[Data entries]
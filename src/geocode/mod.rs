//! Address geocoding.
//!
//! The district resolver only needs an address turned into a point; which
//! service does that is decided by whoever constructs the geocoder.

mod geocoder_us;
mod google;

use std::future::Future;
use std::time::Duration;

use anyhow::Context;
use reqwest::{Client, Response, StatusCode};
use url::Url;

pub use geocoder_us::{parse_geocoder_us, GeocoderUs};
pub use google::{parse_google_csv, GoogleMaps};

use crate::config::{GeocoderBackend, GeocoderConfig};
use crate::error::GeocodingError;
use crate::models::GeoPoint;

/// Converts a free-text address into a point
pub trait Geocoder: Send + Sync {
    fn geocode(&self, address: &str) -> impl Future<Output = Result<GeoPoint, GeocodingError>> + Send;
}

/// Geocoder selected by configuration
pub enum ConfiguredGeocoder {
    GeocoderUs(GeocoderUs),
    GoogleMaps(GoogleMaps),
}

impl ConfiguredGeocoder {
    pub fn from_config(config: &GeocoderConfig) -> anyhow::Result<Self> {
        let client = http_client(Duration::from_secs(config.timeout_secs))?;
        let endpoint = config
            .base_url
            .as_deref()
            .map(Url::parse)
            .transpose()
            .context("Invalid geocoder base_url")?;
        match config.backend {
            GeocoderBackend::GeocoderUs => {
                let mut geocoder = GeocoderUs::new(client);
                if let Some(url) = endpoint {
                    geocoder = geocoder.with_endpoint(url);
                }
                Ok(Self::GeocoderUs(geocoder))
            }
            GeocoderBackend::GoogleMaps => {
                let mut geocoder = GoogleMaps::new(client, config.api_key.clone().unwrap_or_default())?;
                if let Some(url) = endpoint {
                    geocoder = geocoder.with_endpoint(url);
                }
                Ok(Self::GoogleMaps(geocoder))
            }
        }
    }

    pub fn name(&self) -> &'static str {
        match self {
            Self::GeocoderUs(_) => "geocoder.us",
            Self::GoogleMaps(_) => "google maps",
        }
    }
}

impl Geocoder for ConfiguredGeocoder {
    async fn geocode(&self, address: &str) -> Result<GeoPoint, GeocodingError> {
        match self {
            Self::GeocoderUs(g) => g.geocode(address).await,
            Self::GoogleMaps(g) => g.geocode(address).await,
        }
    }
}

/// HTTP client shared by the geocoder backends
pub fn http_client(timeout: Duration) -> Result<Client, GeocodingError> {
    Client::builder()
        .user_agent(concat!("district-pip/", env!("CARGO_PKG_VERSION")))
        .timeout(timeout)
        .build()
        .map_err(|e| GeocodingError::Server(format!("could not build HTTP client: {}", e)))
}

/// Fetch a response body, classifying transport and HTTP-level failures
async fn response_text(response: Result<Response, reqwest::Error>) -> Result<String, GeocodingError> {
    let response = response.map_err(|e| GeocodingError::Server(e.to_string()))?;

    if let Some(err) = classify_status(response.status()) {
        return Err(err);
    }

    response
        .text()
        .await
        .map_err(|e| GeocodingError::Server(e.to_string()))
}

/// HTTP-level failure for a status, `None` on success
fn classify_status(status: StatusCode) -> Option<GeocodingError> {
    match status {
        StatusCode::TOO_MANY_REQUESTS => Some(GeocodingError::RateLimited),
        StatusCode::UNAUTHORIZED | StatusCode::FORBIDDEN => Some(GeocodingError::BadCredentials),
        s if !s.is_success() => Some(GeocodingError::Server(format!("HTTP {}", s))),
        _ => None,
    }
}

fn parse_coordinate(value: &str, body: &str) -> Result<f64, GeocodingError> {
    value
        .trim()
        .parse()
        .map_err(|_| GeocodingError::Server(body.trim().to_string()))
}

## Work item
Going from the line that has "Client::builder()" through the last line of the entries, retype each line exactly as given and add nothing.

## Output for this task
    Client::builder()
        .user_agent(concat!("district-pip/", env!("CARGO_PKG_VERSION")))
        .timeout(timeout)
        .build()
        .map_err(|e| GeocodingError::Server(format!("could not build HTTP client: {}", e)))
}

/// Fetch a response body, classifying transport and HTTP-level failures
async fn response_text(response: Result<Response, reqwest::Error>) -> Result<String, GeocodingError> {
    let response = response.map_err(|e| GeocodingError::Server(e.to_string()))?;

    if let Some(err) = classify_status(response.status()) {
        return Err(err);
    }

    response
        .text()
        .await
        .map_err(|e| GeocodingError::Server(e.to_string()))
}

/// HTTP-level failure for a status, `None` on success
fn classify_status(status: StatusCode) -> Option<GeocodingError> {
    match status {
        StatusCode::TOO_MANY_REQUESTS => Some(GeocodingError::RateLimited),
        StatusCode::UNAUTHORIZED | StatusCode::FORBIDDEN => Some(GeocodingError::BadCredentials),
        s if !s.is_success() => Some(GeocodingError::Server(format!("HTTP {}", s))),
        _ => None,
    }
}

fn parse_coordinate(value: &str, body: &str) -> Result<f64, GeocodingError> {
    value
        .trim()
        .parse()
        .map_err(|_| GeocodingError::Server(body.trim().to_string()))
}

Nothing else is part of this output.